7.2.5 LOGIC OPERATION Refer to Figure 7-2 for the following discussion.
Each measurement channel which can initiate protective action operates a channel trip unit; each trip unit includes three sealed, electromagnetically-actuated reed relays and associated contacts. Four trip units are actuated for each trip condition, e.g., high reactor coolant pressure. The relays in each of these four trip units provide a separate trip path; the trip paths are designated channels A, B, C, and D.
The relays in each trip unit are numbered one, two, and three. The normally open contacts from the No. 1 relay group of Channel A are connected into a two-out-of-two logic matrix with Channel B relay contacts. (The normally open contacts are used for the logic ladders so that the relays are energized and the contacts closed under operating conditions.)
The No. 2 and No. 3 relay contacts are similarly connected into two other two-out-of-two logic matrices with Channel C and Channel D relay contacts.
With the No. 2 and No. 3 relay contacts of Channels B, C, and D similarly arranged in BC, BD, and CD combinations of two-out-of-two logic matrices, there are a total of six two-out-of-two logic matrices, forming a two-out-of-four coincidence logic with respect to the input channels.
CALVERT CLIFFS UFSAR 7.2-12 Rev. 49 At the output of each logic matrix is a set of four sealed, electromagnetically-actuated relays. These sets are designated the AB, AC, AD, BC, BD, and CD logic trips. The contacts from one relay of the logic trip set from each logic matrix output are placed in series with corresponding contacts from the remaining sets in each of the four trip paths.

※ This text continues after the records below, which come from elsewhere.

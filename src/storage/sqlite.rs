//! SQLite storage implementation
//!
//! This module provides a SQLite-backed implementation of the page store and
//! run log. A single connection is shared behind a mutex; every method takes
//! `&self` so the store can be handed to the sink as an `Arc`.

use crate::storage::schema::initialize_schema;
use crate::storage::traits::{PageStore, RunLog, StorageError, StorageResult};
use crate::storage::{make_snippet, star_rating, RunRecord, RunStats, RunStatus, SearchHit};
use chrono::Utc;
use rusqlite::{params, Connection, OptionalExtension};
use std::path::Path;
use std::sync::{Mutex, MutexGuard, PoisonError};

/// SQLite storage backend
pub struct SqliteStorage {
    conn: Mutex<Connection>,
}

impl SqliteStorage {
    /// Opens (or creates) the database at `path` and verifies it is usable
    ///
    /// # Returns
    ///
    /// * `Ok(SqliteStorage)` - Database opened, schema applied and pinged
    /// * `Err(StorageError::Connect)` - The store cannot be reached; the crawl
    ///   must not start
    pub fn open(path: &Path) -> StorageResult<Self> {
        let conn = Connection::open(path).map_err(|e| {
            StorageError::Connect(format!("cannot open {}: {}", path.display(), e))
        })?;

        conn.execute_batch(
            "
            PRAGMA journal_mode = WAL;
            PRAGMA synchronous = NORMAL;
            PRAGMA temp_store = MEMORY;
        ",
        )
        .map_err(|e| StorageError::Connect(e.to_string()))?;

        Self::from_connection(conn)
    }

    /// Creates an in-memory database
    pub fn open_in_memory() -> StorageResult<Self> {
        let conn =
            Connection::open_in_memory().map_err(|e| StorageError::Connect(e.to_string()))?;
        Self::from_connection(conn)
    }

    fn from_connection(conn: Connection) -> StorageResult<Self> {
        initialize_schema(&conn).map_err(|e| StorageError::Connect(e.to_string()))?;

        // Ping it just to be sure it answers
        conn.query_row("SELECT 1", [], |row| row.get::<_, i64>(0))
            .map_err(|e| StorageError::Connect(format!("ping failed: {}", e)))?;

        Ok(Self {
            conn: Mutex::new(conn),
        })
    }

    fn conn(&self) -> MutexGuard<'_, Connection> {
        self.conn.lock().unwrap_or_else(PoisonError::into_inner)
    }
}

/// Turns free text into an FTS5 expression matching any of its words
///
/// Each word is quoted so punctuation in user input can never be read as
/// query syntax. Returns `None` when the input holds no words.
fn fts_query(query: &str) -> Option<String> {
    let terms: Vec<String> = query
        .split(|c: char| !c.is_alphanumeric())
        .filter(|term| !term.is_empty())
        .map(|term| format!("\"{}\"", term))
        .collect();

    if terms.is_empty() {
        None
    } else {
        Some(terms.join(" OR "))
    }
}

impl PageStore for SqliteStorage {
    fn upsert_page(&self, url: &str, title: &str, content: &str) -> StorageResult<()> {
        let now = Utc::now().to_rfc3339();
        self.conn().execute(
            "INSERT INTO pages (url, title, content, crawled_at) VALUES (?1, ?2, ?3, ?4)
             ON CONFLICT(url) DO UPDATE SET
                title = excluded.title,
                content = excluded.content,
                crawled_at = excluded.crawled_at",
            params![url, title, content, now],
        )?;
        Ok(())
    }

    fn search(&self, query: &str, limit: usize) -> StorageResult<Vec<SearchHit>> {
        let Some(expr) = fts_query(query) else {
            return Ok(Vec::new());
        };

        let conn = self.conn();
        let mut stmt = conn.prepare(
            "SELECT pages.url, pages.title, pages.content, bm25(pages_fts) AS relevance
             FROM pages_fts
             JOIN pages ON pages.id = pages_fts.rowid
             WHERE pages_fts MATCH ?1
             ORDER BY relevance
             LIMIT ?2",
        )?;

        // bm25() is lower-is-better; flip it so higher scores rank first
        let rows = stmt
            .query_map(params![expr, limit as i64], |row| {
                Ok((
                    row.get::<_, String>(0)?,
                    row.get::<_, String>(1)?,
                    row.get::<_, String>(2)?,
                    -row.get::<_, f64>(3)?,
                ))
            })?
            .collect::<Result<Vec<_>, _>>()?;

        let best = rows.first().map(|(_, _, _, score)| *score).unwrap_or(0.0);

        Ok(rows
            .into_iter()
            .map(|(url, title, content, score)| SearchHit {
                title,
                url,
                score,
                stars: star_rating(score, best),
                snippet: make_snippet(&content),
            })
            .collect())
    }

    fn count_pages(&self) -> StorageResult<u64> {
        let count: i64 = self
            .conn()
            .query_row("SELECT COUNT(*) FROM pages", [], |row| row.get(0))?;
        Ok(count as u64)
    }
}

fn run_from_row(row: &rusqlite::Row<'_>) -> rusqlite::Result<RunRecord> {
    Ok(RunRecord {
        id: row.get(0)?,
        started_at: row.get(1)?,
        finished_at: row.get(2)?,
        config_hash: row.get(3)?,
        status: RunStatus::from_db_string(&row.get::<_, String>(4)?)
            .unwrap_or(RunStatus::Running),
        stats: RunStats {
            attempted: row.get::<_, i64>(5)? as u64,
            succeeded: row.get::<_, i64>(6)? as u64,
            failed: row.get::<_, i64>(7)? as u64,
        },
    })
}

const RUN_COLUMNS: &str =
    "id, started_at, finished_at, config_hash, status, attempted, succeeded, failed";

impl RunLog for SqliteStorage {
    fn create_run(&self, config_hash: &str) -> StorageResult<i64> {
        let now = Utc::now().to_rfc3339();
        let conn = self.conn();
        conn.execute(
            "INSERT INTO runs (started_at, config_hash, status) VALUES (?1, ?2, ?3)",
            params![now, config_hash, RunStatus::Running.to_db_string()],
        )?;
        Ok(conn.last_insert_rowid())
    }

    fn complete_run(&self, run_id: i64, stats: &RunStats) -> StorageResult<()> {
        let now = Utc::now().to_rfc3339();
        let updated = self.conn().execute(
            "UPDATE runs SET status = ?1, finished_at = ?2, attempted = ?3, succeeded = ?4, failed = ?5
             WHERE id = ?6",
            params![
                RunStatus::Completed.to_db_string(),
                now,
                stats.attempted as i64,
                stats.succeeded as i64,
                stats.failed as i64,
                run_id
            ],
        )?;

        if updated == 0 {
            return Err(StorageError::RunNotFound(run_id));
        }
        Ok(())
    }

    fn get_run(&self, run_id: i64) -> StorageResult<RunRecord> {
        self.conn()
            .query_row(
                &format!("SELECT {} FROM runs WHERE id = ?1", RUN_COLUMNS),
                params![run_id],
                run_from_row,
            )
            .optional()?
            .ok_or(StorageError::RunNotFound(run_id))
    }

    fn latest_runs(&self, limit: usize) -> StorageResult<Vec<RunRecord>> {
        let conn = self.conn();
        let mut stmt = conn.prepare(&format!(
            "SELECT {} FROM runs ORDER BY id DESC LIMIT ?1",
            RUN_COLUMNS
        ))?;
        let runs = stmt
            .query_map(params![limit as i64], run_from_row)?
            .collect::<Result<Vec<_>, _>>()?;
        Ok(runs)
    }
}
//! Crawler module for concurrent page fetching and processing
//!
//! This module contains the core crawling logic, including:
//! - The bounded frontier and the visited set
//! - HTTP fetching and HTML parsing
//! - The worker pool and its stop/idle rules
//! - The result sink and two-phase shutdown

mod coordinator;
mod fetcher;
mod frontier;
mod parser;
mod session;
mod sink;
mod visited;
mod worker;

pub use coordinator::{CrawlReport, Crawler};
pub use fetcher::{build_http_client, FetchError, PageFetcher};
pub use frontier::Frontier;
pub use parser::{fallback_title, parse_html, Page, ParsedPage, CONTENT_LIMIT};
pub use session::CrawlSession;
pub use sink::ResultSink;
pub use visited::VisitedSet;
pub use worker::WorkerExit;
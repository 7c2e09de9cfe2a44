//! CrawlStars: a breadth-first web crawler feeding a searchable page store
//!
//! This crate crawls the web from a seed URL with a fixed pool of workers,
//! extracts page text and outbound links, and persists completed pages to a
//! SQLite store that supports ranked full-text search.

pub mod config;
pub mod crawler;
pub mod output;
pub mod storage;

use thiserror::Error;

/// Errors that keep a crawl from starting
#[derive(Debug, Error)]
pub enum CrawlError {
    #[error("Storage error: {0}")]
    Storage(#[from] storage::StorageError),

    #[error("HTTP client error: {0}")]
    Http(#[from] reqwest::Error),
}

/// Configuration-specific errors
#[derive(Debug, Error)]
pub enum ConfigError {
    #[error("Failed to read config file: {0}")]
    Io(#[from] std::io::Error),

    #[error("Failed to parse TOML: {0}")]
    Parse(#[from] toml::de::Error),

    #[error("Validation error: {0}")]
    Validation(String),

    #[error("Invalid URL in config: {0}")]
    InvalidUrl(String),
}

// Re-export commonly used types
pub use config::Config;
pub use crawler::{CrawlReport, Crawler, Page, WorkerExit};
pub use storage::{PageStore, SearchHit, SqliteStorage};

Each of these paths is the power supply line to a trip breaker control relay whose contacts provide actuation of undervoltage and shunt trips on the trip circuit breakers, thus interrupting the AC power to the CEDM power supplies. Deenergizing of any one trip breaker control relay interrupts (opens) one trip path and trips the two breakers controlled by that trip path. Deenergizing any set of four logic trip relays causes an interruption of all trip paths and a full trip. Each of the six logic trip matrices energizes one set-of-four logic trip relays.
If one of the trip units is to be removed for maintenance, the logic matrices may be changed from a two-out-of-four trip to a two-out-of-three trip by the operation of the logic bypass switch (shown on the output of the trip module, Figure 7-3). One key-operated switch is provided for each trip unit. Only one key is provided for the trips for any one variable to ensure that only one of a group of four could be bypassed at one time. The operation of the key-operated switch to bypass the trip function of a single bistable trip unit is indicated by a light on its face. This light meets the requirements of paragraph 4.13 in IEEE 279 in that it provides continuous indication of the bypass in the Control Room.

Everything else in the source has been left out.